After a particularly strong 2020 headlined by the likes of The Last of Us Part II and Resident Evil 3, 2021 was a bit lighter on horror games (sadly, the real world continued to be a bit of a nightmare). This year’s slate of horror games was, of course, dominated by Resident Evil Village, but we also got the surprisingly effective The Dark Pictures: House of Ashes, indie mind-bender Inscryption, and more. There’s still plenty to be scared of if you search the right darkened corners, so summon up your courage for Technovanguard’s Best Horror Games of 2021…
Check out Technovanguard’s other Best Games of 2021 lists: Fighters, Platformers, Strategy & Simulation, Shooters, Sports & Racing, and RPGs.

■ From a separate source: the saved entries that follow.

//! AcquisitionTask - poll, read, assemble, append

use std::time::Instant;

use contracts::{
    PollOutcome, PositionSample, PositionSource, Record, RecordSink, TaskConfig,
    TemperatureSample, TemperatureSensor,
};
use observability::metrics;
use params::{ParameterSnapshot, ParameterSubscription};
use recorder::CsvRecordSink;
use tokio_util::sync::CancellationToken;
use tracing::{debug, error, info, instrument, trace, warn};

use crate::{AcquisitionError, AcquisitionStats, Result, TaskState};

/// Name given to the CSV sink opened by `AcquisitionTask::open`
pub const CSV_SINK_NAME: &str = "csv";

/// Console echo of one record
pub fn console_line(record: &Record) -> String {
    format!(
        "Time: {}, X: {:.8}, Y: {:.8}, Ambient Temp: {:.4}, Obj Temp: {:.4}",
        record.timestamp, record.x, record.y, record.ambient_c, record.object_c
    )
}

/// Periodic position + temperature logger
///
/// Owns its position subscription, thermometer and sink exclusively. The
/// only suspension points of `run` are the bounded poll and the back-off
/// after a failed poll.
pub struct AcquisitionTask<P, T, S = CsvRecordSink> {
    config: TaskConfig,
    source: P,
    sensor: T,
    sink: S,
    params: ParameterSubscription,
    state: TaskState,
}

impl<P, T> AcquisitionTask<P, T, CsvRecordSink>
where
    P: PositionSource,
    T: TemperatureSensor,
{
    /// Open `config.destination` and prepare the task
    ///
    /// # Errors
    /// `InvalidConfig` when the settings are out of range, `SinkOpen` when
    /// the destination cannot be created. No task exists in either case.
    pub fn open(
        config: TaskConfig,
        source: P,
        sensor: T,
        params: ParameterSubscription,
    ) -> Result<Self> {
        config.check().map_err(AcquisitionError::InvalidConfig)?;

        let sink = CsvRecordSink::open(CSV_SINK_NAME, &config.destination)
            .map_err(AcquisitionError::SinkOpen)?;

        Ok(Self::assemble(config, source, sensor, sink, params))
    }
}

impl<P, T, S> AcquisitionTask<P, T, S>
where
    P: PositionSource,
    T: TemperatureSensor,
    S: RecordSink,
{
    /// Prepare the task around an already opened sink
    pub fn with_sink(
        config: TaskConfig,
        source: P,
        sensor: T,
        sink: S,
        params: ParameterSubscription,
    ) -> Result<Self> {
        config.check().map_err(AcquisitionError::InvalidConfig)?;
        Ok(Self::assemble(config, source, sensor, sink, params))
    }

    fn assemble(
        config: TaskConfig,
        mut source: P,
        sensor: T,
        sink: S,
        params: ParameterSubscription,
    ) -> Self {
        let interval = config.update_interval();
        source.set_interval(interval);

        info!(
            topic = source.topic(),
            sensor_id = sensor.id(),
            sink = sink.name(),
            sample_rate_hz = config.sample_rate_hz,
            interval_ms = interval.as_millis() as u64,
            "Acquisition task ready"
        );

        let mut task = Self {
            config,
            source,
            sensor,
            sink,
            params,
            state: TaskState::Constructed,
        };
        task.state = TaskState::Running;
        task
    }

    pub fn state(&self) -> TaskState {
        self.state
    }

    pub fn config(&self) -> &TaskConfig {
        &self.config
    }

    /// Parameters as last applied by the loop
    pub fn parameters(&self) -> &ParameterSnapshot {
        self.params.current()
    }

    pub fn source(&self) -> &P {
        &self.source
    }

    pub fn sensor(&self) -> &T {
        &self.sensor
    }

    pub fn sink(&self) -> &S {
        &self.sink
    }

    /// Run the acquisition loop until `cancel` fires
    ///
    /// Cancellation is observed at the top of every iteration, so the
    /// iteration in progress always completes. The sink is closed and the
    /// subscription detached before returning.
    ///
    /// # Errors
    /// `InvalidState` unless the task is `Running`; a sink close failure
    /// after the loop has stopped.
    #[instrument(
        name = "acquisition_run",
        skip_all,
        fields(topic = self.source.topic(), sink = self.sink.name())
    )]
    pub async fn run(&mut self, cancel: CancellationToken) -> Result<AcquisitionStats> {
        if self.state != TaskState::Running {
            return Err(AcquisitionError::InvalidState { state: self.state });
        }

        let started = Instant::now();
        let mut stats = AcquisitionStats::default();
        let poll_timeout = self.config.poll_timeout();
        let backoff = self.config.poll_error_backoff();

        self.params.force_apply();
        info!(
            parameters_version = self.params.current().version,
            "Acquisition started"
        );

        while !cancel.is_cancelled() {
            stats.iterations += 1;

            match self.source.poll(poll_timeout).await {
                PollOutcome::Ready(position) => self.acquire(position, &mut stats).await,
                PollOutcome::TimedOut => {
                    stats.timeouts += 1;
                    metrics::record_poll_timeout();
                    trace!("No position update within timeout");
                }
                PollOutcome::Failed(e) => {
                    stats.poll_errors += 1;
                    metrics::record_poll_error(self.source.topic());
                    warn!(error = %e, backoff_ms = backoff.as_millis() as u64, "Position poll failed");

                    tokio::select! {
                        _ = cancel.cancelled() => {}
                        _ = tokio::time::sleep(backoff) => {}
                    }
                    continue;
                }
            }

            if self.params.apply_updates() {
                let version = self.params.current().version;
                stats.parameter_updates += 1;
                metrics::record_parameter_update(version);
                debug!(version, "Parameter update applied");
            }
        }

        self.state = TaskState::Stopping;
        let closed = self.shutdown().await;
        stats.duration = started.elapsed();
        self.state = TaskState::Stopped;

        info!(
            records = stats.records_written,
            polls = stats.iterations,
            timeouts = stats.timeouts,
            poll_errors = stats.poll_errors,
            sensor_failures = stats.sensor_failures(),
            sink_write_failures = stats.sink_write_failures,
            duration_secs = stats.duration.as_secs_f64(),
            "Acquisition stopped"
        );

        closed?;
        Ok(stats)
    }

    async fn acquire(&mut self, position: PositionSample, stats: &mut AcquisitionStats) {
        let temperature = TemperatureSample::read_from(&mut self.sensor);

        for channel in temperature.failed_channels() {
            stats.record_sensor_failure(channel);
            metrics::record_sensor_failure(self.sensor.id(), channel.as_str());
            debug!(
                sensor_id = self.sensor.id(),
                channel = %channel,
                timestamp = position.timestamp,
                "Temperature read failed, writing sentinel"
            );
        }
        if let Some(celsius) = temperature.ambient_c {
            stats.ambient.push(celsius);
            metrics::record_temperature("ambient", celsius);
        }
        if let Some(celsius) = temperature.object_c {
            stats.object.push(celsius);
            metrics::record_temperature("object", celsius);
        }

        let record = Record::assemble(position, temperature);

        match self.sink.append(&record).await {
            Ok(()) => {
                stats.records_written += 1;
                metrics::record_record_written(record.timestamp);
            }
            Err(e) => {
                stats.sink_write_failures += 1;
                metrics::record_sink_write_failure(self.sink.name());
                warn!(error = %e, timestamp = record.timestamp, "Record dropped");
            }
        }

        if self.config.verbose {
            println!("{}", console_line(&record));
        }
    }

    async fn shutdown(&mut self) -> Result<()> {
        let flushed = self.sink.flush().await;
        let closed = self.sink.close().await;
        self.source.detach();

        if let Err(e) = flushed.and(closed) {
            error!(sink = self.sink.name(), error = %e, "Failed to close record sink");
            return Err(e.into());
        }
        Ok(())
    }
}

The latest from Daniel Mullins, creator of Pony Island and The Hex, Inscryption is yet another mind-bending attack on the player’s expectations. The game starts as a simple-enough roguelike card game against a mysterious opponent, but you’ll discover you can actually get up and explore the creepy cabin you’re playing in and soon enough, the game’s perspective, genre, and narrative being to shift in unexpected ways. Inscryption’s horror is very much of the psychological variety, but don’t worry, its eerie atmosphere and unpredictable narrative absolutely succeed in making a hand of cards properly spine-tingling.
In Sound Mind (7.5)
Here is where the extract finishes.